[Saved data entries]
......
//! SQLite-backed metadata store.
//!
//! Uses `rusqlite` with the `bundled` feature so no system SQLite
//! library is required.  All async trait methods are thin wrappers
//! around synchronous rusqlite calls executed under a `Mutex`.

use std::future::Future;
use std::pin::Pin;
use std::sync::Mutex;

use chrono::{DateTime, SecondsFormat, Utc};
use rusqlite::{params, Connection, OptionalExtension, Row};

use super::store::{new_file_id, now_millis, FileRecord, MetadataStore, NewFileRecord};

/// Current schema version. Bumped when migrations are added.
const SCHEMA_VERSION: i64 = 1;

/// Metadata store backed by a single SQLite database file.
pub struct SqliteMetadataStore {
    /// The database connection, guarded by a mutex for Send + Sync.
    conn: Mutex<Connection>,
}

impl SqliteMetadataStore {
    /// Open (or create) the database at `path` and initialize the schema.
    ///
    /// Passing `":memory:"` creates an in-memory database (useful for tests).
    pub fn new(path: &str) -> anyhow::Result<Self> {
        let conn = Connection::open(path)?;
        let store = Self {
            conn: Mutex::new(conn),
        };
        store.apply_pragmas()?;
        store.init_db()?;
        Ok(store)
    }

    fn apply_pragmas(&self) -> anyhow::Result<()> {
        let conn = self.conn.lock().expect("mutex poisoned");
        conn.execute_batch(
            "
            PRAGMA journal_mode = WAL;
            PRAGMA synchronous = NORMAL;
            PRAGMA busy_timeout = 5000;
            ",
        )?;
        Ok(())
    }

    /// Create the tables if they do not already exist. Safe on every startup.
    fn init_db(&self) -> anyhow::Result<()> {
        let conn = self.conn.lock().expect("mutex poisoned");
        conn.execute_batch(
            "
            CREATE TABLE IF NOT EXISTS schema_version (
                version    INTEGER PRIMARY KEY,
                applied_at TEXT NOT NULL
            );

            CREATE TABLE IF NOT EXISTS files (
                id            TEXT PRIMARY KEY,
                file_name     TEXT NOT NULL,
                storage_key   TEXT NOT NULL,
                access_url    TEXT NOT NULL,
                content_type  TEXT NOT NULL DEFAULT 'application/octet-stream',
                size_bytes    INTEGER NOT NULL,
                created_at    TEXT NOT NULL,
                updated_at    TEXT NOT NULL
            );

            CREATE INDEX IF NOT EXISTS idx_files_storage_key
                ON files(storage_key);
            ",
        )?;

        let existing: Option<i64> = conn
            .query_row("SELECT MAX(version) FROM schema_version", [], |row| {
                row.get(0)
            })
            .optional()?
            .flatten();

        if existing.map_or(true, |v| v < SCHEMA_VERSION) {
            conn.execute(
                "INSERT OR REPLACE INTO schema_version (version, applied_at) VALUES (?1, ?2)",
                params![SCHEMA_VERSION, format_timestamp(&Utc::now())],
            )?;
        }

        Ok(())
    }
}

fn format_timestamp(dt: &DateTime<Utc>) -> String {
    dt.to_rfc3339_opts(SecondsFormat::Millis, true)
}

fn parse_timestamp(idx: usize, raw: &str) -> rusqlite::Result<DateTime<Utc>> {
    DateTime::parse_from_rfc3339(raw)
        .map(|dt| dt.with_timezone(&Utc))
        .map_err(|e| {
            rusqlite::Error::FromSqlConversionFailure(idx, rusqlite::types::Type::Text, Box::new(e))
        })
}

fn row_to_record(row: &Row<'_>) -> rusqlite::Result<FileRecord> {
    let size: i64 = row.get(5)?;
    let created: String = row.get(6)?;
    let updated: String = row.get(7)?;
    Ok(FileRecord {
        id: row.get(0)?,
        file_name: row.get(1)?,
        storage_key: row.get(2)?,
        access_url: row.get(3)?,
        content_type: row.get(4)?,
        size_bytes: u64::try_from(size).unwrap_or_default(),
        created_at: parse_timestamp(6, &created)?,
        updated_at: parse_timestamp(7, &updated)?,
    })
}

impl MetadataStore for SqliteMetadataStore {
    fn insert(
        &self,
        record: NewFileRecord,
    ) -> Pin<Box<dyn Future<Output = anyhow::Result<FileRecord>> + Send + '_>> {
        Box::pin(async move {
            let record = record.into_record(new_file_id(), now_millis());
            let size = i64::try_from(record.size_bytes)?;
            let conn = self.conn.lock().expect("mutex poisoned");
            conn.execute(
                "INSERT INTO files
                    (id, file_name, storage_key, access_url, content_type, size_bytes, created_at, updated_at)
                 VALUES (?1, ?2, ?3, ?4, ?5, ?6, ?7, ?8)",
                params![
                    record.id,
                    record.file_name,
                    record.storage_key,
                    record.access_url,
                    record.content_type,
                    size,
                    format_timestamp(&record.created_at),
                    format_timestamp(&record.updated_at),
                ],
            )?;
            Ok(record)
        })
    }

    fn find_by_id(
        &self,
        id: &str,
    ) -> Pin<Box<dyn Future<Output = anyhow::Result<Option<FileRecord>>> + Send + '_>> {
        let id = id.to_string();
        Box::pin(async move {
            let conn = self.conn.lock().expect("mutex poisoned");
            let record = conn
                .query_row(
                    "SELECT id, file_name, storage_key, access_url, content_type,
                            size_bytes, created_at, updated_at
                     FROM files WHERE id = ?1",
                    params![id],
                    row_to_record,
                )
                .optional()?;
            Ok(record)
        })
    }

    fn ping(&self) -> Pin<Box<dyn Future<Output = anyhow::Result<()>> + Send + '_>> {
        Box::pin(async move {
            let conn = self.conn.lock().expect("mutex poisoned");
            conn.query_row("SELECT 1", [], |row| row.get::<_, i64>(0))?;
            Ok(())
        })
    }
}

#[cfg(test)]
mod tests {
    use super::*;

    fn test_store() -> SqliteMetadataStore {
        SqliteMetadataStore::new(":memory:").expect("failed to create in-memory store")
    }

    fn make_record(name: &str, size: u64) -> NewFileRecord {
        NewFileRecord {
            file_name: name.to_string(),
            storage_key: format!("images/1700000000000-{name}"),
            access_url: format!("http://localhost:3000/objects/picvault/images/{name}"),
            content_type: "image/jpeg".to_string(),
            size_bytes: size,
        }
    }

    #[tokio::test]
    async fn test_insert_and_find() {
        let store = test_store();
        let inserted = store.insert(make_record("dog.jpg", 2048)).await.unwrap();

        let found = store.find_by_id(&inserted.id).await.unwrap().unwrap();
        assert_eq!(found, inserted);
        assert_eq!(found.storage_key, "images/1700000000000-dog.jpg");
        assert_eq!(found.size_bytes, 2048);
        assert_eq!(found.created_at, found.updated_at);
    }

    #[tokio::test]
    async fn test_find_missing() {
        let store = test_store();
        assert!(store
            .find_by_id("000000000000000000000000")
            .await
            .unwrap()
            .is_none());
    }

    #[tokio::test]
    async fn test_ping() {
        let store = test_store();
        store.ping().await.unwrap();
    }

    #[tokio::test]
    async fn test_persists_across_reopen() {
        let dir = tempfile::tempdir().unwrap();
        let path = dir.path().join("picvault.db");
        let path = path.to_str().unwrap();

        let id = {
            let store = SqliteMetadataStore::new(path).unwrap();
            store.insert(make_record("a.png", 1)).await.unwrap().id
        };

        let store = SqliteMetadataStore::new(path).unwrap();
        let found = store.find_by_id(&id).await.unwrap().unwrap();
        assert_eq!(found.file_name, "a.png");
    }

    #[test]
    fn test_init_db_idempotent() {
        let store = test_store();
        store.init_db().unwrap();
        store.init_db().unwrap();

        let conn = store.conn.lock().unwrap();
        let count: i64 = conn
            .query_row("SELECT COUNT(*) FROM schema_version", [], |row| row.get(0))
            .unwrap();
        assert_eq!(count, 1);
    }
}
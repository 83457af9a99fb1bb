//! Abstract storage backend trait.
//!
//! Every storage backend must implement [`StorageBackend`].  The trait
//! covers exactly what the upload and reissue flows need: write an
//! object, mint a time-limited read URL for it, and remove it again when
//! the metadata write that should follow it fails.

use std::future::Future;
use std::path::Path;
use std::pin::Pin;
use std::time::Duration;
use thiserror::Error;

/// Errors surfaced by a storage backend.
///
/// `NotFound` is tagged so callers can tell a missing object apart from
/// every other upstream failure without knowing the SDK's error shape.
#[derive(Debug, Error)]
pub enum StorageError {
    /// No object exists at the key.
    #[error("object not found at storage key: {key}")]
    NotFound { key: String },

    /// Network, auth, quota, or any other backend failure.
    #[error(transparent)]
    Backend(#[from] anyhow::Error),
}

/// Boxed future returned by every backend method.
pub type StorageFuture<'a, T> = Pin<Box<dyn Future<Output = Result<T, StorageError>> + Send + 'a>>;

/// Async object storage contract.
pub trait StorageBackend: Send + Sync + 'static {
    /// Write the file at `source` to `storage_key` with the given content type.
    ///
    /// Backends read `source` themselves, so callers never hold the whole
    /// upload in memory.
    fn put(&self, storage_key: &str, source: &Path, content_type: &str) -> StorageFuture<'_, ()>;

    /// Return a signed GET URL for `storage_key` valid for `expires_in`.
    ///
    /// Fails with [`StorageError::NotFound`] when the object is absent.
    fn presign_get(&self, storage_key: &str, expires_in: Duration) -> StorageFuture<'_, String>;

    /// Delete the object at `storage_key`. Deleting a missing key is not an error.
    fn delete(&self, storage_key: &str) -> StorageFuture<'_, ()>;

    /// Check whether an object exists at `storage_key`.
    fn exists(&self, storage_key: &str) -> StorageFuture<'_, bool>;

    /// Verify that the bucket is reachable with the configured credentials.
    fn probe(&self) -> StorageFuture<'_, ()>;
}
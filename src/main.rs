//! picvault -- image upload service.
//!
//! Loads configuration (YAML file, `.env`, environment), connects the
//! metadata store and object storage, and serves the HTTP API until
//! SIGTERM/SIGINT.

use std::future::IntoFuture;
use std::sync::Arc;
use std::time::Duration;

use clap::Parser;
use tracing::{info, warn};

use picvault::config::LoggingConfig;

/// Command-line arguments for the picvault server.
#[derive(Parser, Debug)]
#[command(name = "picvault", version, about = "Image upload service")]
struct Cli {
    /// Path to the YAML configuration file (optional; defaults apply when absent).
    #[arg(short, long, default_value = "picvault.yaml")]
    config: String,

    /// Override the bind address (host:port).
    #[arg(short, long)]
    bind: Option<String>,
}

fn init_tracing(logging: &LoggingConfig) {
    let filter = tracing_subscriber::EnvFilter::try_from_default_env()
        .unwrap_or_else(|_| tracing_subscriber::EnvFilter::new(&logging.level));
    let builder = tracing_subscriber::fmt().with_env_filter(filter);
    if logging.format == "json" {
        builder.json().init();
    } else {
        builder.init();
    }
}

#[tokio::main]
async fn main() -> anyhow::Result<()> {
    // A missing .env file is fine; real deployments set the environment.
    let dotenv = dotenvy::dotenv();

    let cli = Cli::parse();
    let source = picvault::config::describe_source(&cli.config);
    let config = picvault::config::load_with_env(&cli.config)?;

    init_tracing(&config.logging);
    info!("{}", source);
    if let Ok(path) = dotenv {
        info!("Loaded environment from {}", path.display());
    }
    for (name, set) in config.presence() {
        info!(setting = name, set, "Configuration presence");
    }
    config.validate()?;

    let bind_addr = cli
        .bind
        .unwrap_or_else(|| format!("{}:{}", config.server.host, config.server.port));

    if config.observability.metrics {
        picvault::metrics::init_metrics()?;
        picvault::metrics::describe_metrics();
        info!("Prometheus metrics initialized");
    }

    let metadata = picvault::metadata::from_config(&config.metadata).await?;
    info!(engine = %config.metadata.engine, "Metadata store ready");

    let backends = picvault::storage::from_config(&config.storage).await?;
    info!(
        backend = %config.storage.backend,
        compressed = backends.compressed.is_some(),
        "Storage backend ready"
    );

    std::fs::create_dir_all(&config.server.upload_dir)?;
    info!("Spooling uploads in {}", config.server.upload_dir);

    let shutdown_timeout = Duration::from_secs(config.server.shutdown_timeout);
    let state = Arc::new(picvault::AppState {
        config,
        metadata,
        storage: backends.primary,
        compressed: backends.compressed,
        local_buckets: backends.local,
    });

    let app = picvault::server::app(state);

    let listener = tokio::net::TcpListener::bind(&bind_addr).await?;
    info!("picvault listening on {}", bind_addr);

    // Graceful shutdown: stop accepting connections on SIGTERM/SIGINT and
    // give in-flight requests `shutdown_timeout` to finish.
    let (signalled_tx, mut signalled_rx) = tokio::sync::watch::channel(false);
    let server = axum::serve(listener, app)
        .with_graceful_shutdown(async move {
            shutdown_signal().await;
            let _ = signalled_tx.send(true);
        })
        .into_future();

    tokio::select! {
        result = server => result?,
        _ = async {
            let _ = signalled_rx.wait_for(|signalled| *signalled).await;
            tokio::time::sleep(shutdown_timeout).await;
        } => {
            warn!("Shutdown timeout elapsed with requests still in flight");
        }
    }

    info!("picvault shut down");

    Ok(())
}

/// Wait for SIGTERM or SIGINT (Ctrl+C), then return to trigger graceful shutdown.
async fn shutdown_signal() {
    let ctrl_c = async {
        tokio::signal::ctrl_c()
            .await
            .expect("failed to install Ctrl+C handler");
    };

    #[cfg(unix)]
    let terminate = async {
        tokio::signal::unix::signal(tokio::signal::unix::SignalKind::terminate())
            .expect("failed to install SIGTERM handler")
            .recv()
            .await;
    };

    #[cfg(not(unix))]
    let terminate = std::future::pending::<()>();

    tokio::select! {
        _ = ctrl_c => {
            info!("Received SIGINT, shutting down");
        },
        _ = terminate => {
            info!("Received SIGTERM, shutting down");
        },
    }
}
......
Some lines of the data above may hold the word "compressed"; state how many do, and give only that number.

- _Output of the exercise_:
2